Quali sono le qualità necessarie per essere un buon direttore?
Conoscere il cinema, la sua storia come l'attualità. Essere aperti al mondo e alla gente. Saper stare a capo di un'equipe e avere coraggio politico. Bisogna essere diplomatici e a volte dimenticare di avere una vita privata. E infine: amare gli aeroporti e accettare di bere birre fino a tarda notte. Ma questa è la descrizione perfetta. Io non ci sono ancora arrivato ma sto migliorando!
Le linee guida di questa edizione del festival di Lione?

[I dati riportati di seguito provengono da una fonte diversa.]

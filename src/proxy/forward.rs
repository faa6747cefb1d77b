//! HTTP reverse proxy for the reserved `/api` namespace.
//!
//! # Responsibilities
//! - Answer CORS preflights locally, without contacting the upstream
//! - Build the upstream target from the reserved prefix and `apiBase`
//! - Sanitize headers in both directions
//! - Stream request and response bodies without buffering
//!
//! # Design Decisions
//! - Redirects are passed through untouched; the embedded UI decides what
//!   to do with them
//! - A missing `apiBase` is surfaced as a structured 500, never swallowed:
//!   it means the embedding host is misconfigured

use axum::body::Body;
use axum::extract::Request;
use axum::http::{header, HeaderMap, HeaderValue, Method, StatusCode};
use axum::response::{IntoResponse, Response};

use crate::config::RuntimeConfig;
use crate::error::GatewayError;
use crate::proxy::{headers, target};

/// Methods advertised on preflight responses.
const ALLOW_METHODS: &str = "GET,POST,PUT,PATCH,DELETE,OPTIONS";

/// Forward a request under the reserved prefix to the configured backend.
pub async fn forward(client: &reqwest::Client, runtime: &RuntimeConfig, req: Request) -> Response {
    if req.method() == Method::OPTIONS {
        return preflight(req.headers());
    }

    match forward_inner(client, runtime, req).await {
        Ok(response) => response,
        Err(err) => {
            tracing::warn!(error = %err, "proxy request failed");
            err.into_response()
        }
    }
}

/// The browser-side client always believes it is talking cross-origin;
/// answer permissively and echo whatever headers it asked for.
fn preflight(request_headers: &HeaderMap) -> Response {
    let allow_headers = request_headers
        .get(header::ACCESS_CONTROL_REQUEST_HEADERS)
        .cloned()
        .unwrap_or_else(|| HeaderValue::from_static("*"));

    (
        StatusCode::NO_CONTENT,
        [
            (
                header::ACCESS_CONTROL_ALLOW_ORIGIN,
                HeaderValue::from_static("*"),
            ),
            (
                header::ACCESS_CONTROL_ALLOW_METHODS,
                HeaderValue::from_static(ALLOW_METHODS),
            ),
            (header::ACCESS_CONTROL_ALLOW_HEADERS, allow_headers),
            (header::ACCESS_CONTROL_MAX_AGE, HeaderValue::from_static("600")),
        ],
    )
        .into_response()
}

async fn forward_inner(
    client: &reqwest::Client,
    runtime: &RuntimeConfig,
    req: Request,
) -> Result<Response, GatewayError> {
    let api_base = runtime
        .api_base()
        .ok_or(GatewayError::BackendNotConfigured)?;

    let target_url = target::build_target(api_base, req.uri().path(), req.uri().query())?;

    let (parts, body) = req.into_parts();

    // Decide body handling before sanitization removes the framing headers.
    let request_has_body = parts
        .headers
        .get(header::CONTENT_LENGTH)
        .and_then(|value| value.to_str().ok())
        .map(|value| value != "0")
        .unwrap_or(false)
        || parts.headers.contains_key(header::TRANSFER_ENCODING);

    let mut outbound_headers = parts.headers;
    headers::rewrite_outbound(&mut outbound_headers, &target_url);
    // The outbound client frames the streamed body itself.
    outbound_headers.remove(header::CONTENT_LENGTH);

    tracing::debug!(method = %parts.method, upstream = %target_url, "proxying request");

    let mut outbound = client
        .request(parts.method, target_url)
        .headers(outbound_headers);
    if request_has_body {
        outbound = outbound.body(reqwest::Body::wrap_stream(body.into_data_stream()));
    }

    let upstream = outbound
        .send()
        .await
        .map_err(|err| GatewayError::UpstreamConnect(err.to_string()))?;

    let status = upstream.status();
    let mut response_headers = upstream.headers().clone();
    headers::sanitize_response(&mut response_headers);

    let mut response = Response::builder()
        .status(status)
        .body(Body::from_stream(upstream.bytes_stream()))
        .map_err(|err| GatewayError::Internal(err.to_string()))?;
    *response.headers_mut() = response_headers;

    Ok(response)
}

In un paese che ha tanti festival, bisognava trovare un'idea forte e legittima. Quella di Lione è nel suo DNA, e oggi con la digitalizzazione l'accesso ai film è più facile e la cinefilia delle nuove generazioni è cambiata. Il nostro motto è rifiutarsi di dire: ‘Sono vecchi film!'. Non ne esistono come non ci sono dipinti vecchi. Il cinema deve dotarsi di un'età classica. Si dice della pittura, della letteratura e della musica da tanto tempo. E' a questo che lavoriamo a Lione, a Torino, a Bologna a Pordenone e in tutte le cineteche del mondo. La nostra ricetta è la proiezione di film restaurati, accompagnati da divi che li presentano, tantissimo pubblico e trenta sale per accoglierli. Quest'anno il premio Lumière lo daremo a Milos Forman, ci sarà anche una retrospettiva integrale dedicata a Visconti, rarità degli anni '70, un omaggio a Dario Argento, la presentazione di Amici miei di Mario Monicelli (restaurato in 4k ad opera di Filmauro, ndr) e a un cineasta francese sconosciuto che ha fatto il passaggio dal muto al sonoro: Raymond Bernard. Sarà una festa!
La più grande soddisfazione e la delusione maggiore.
Sentirmi utile agli autori, ai professionisti e al pubblico. La delusione, è talvolta la mancanza di generosità. Quanti film sono criticati a Cannes e incensati tre mesi dopo quando escono in sala? Lo stesso vale per la lotta ai pettegolezzi, la disinformazione e le bugie. Certo, fa parte della leggenda di Cannes, ma la tendenza si è accentuata con la diffusione di Internet.
Un sogno ancora da realizzare?
Che l'Olympique Lione vinca la Champions Leaugue!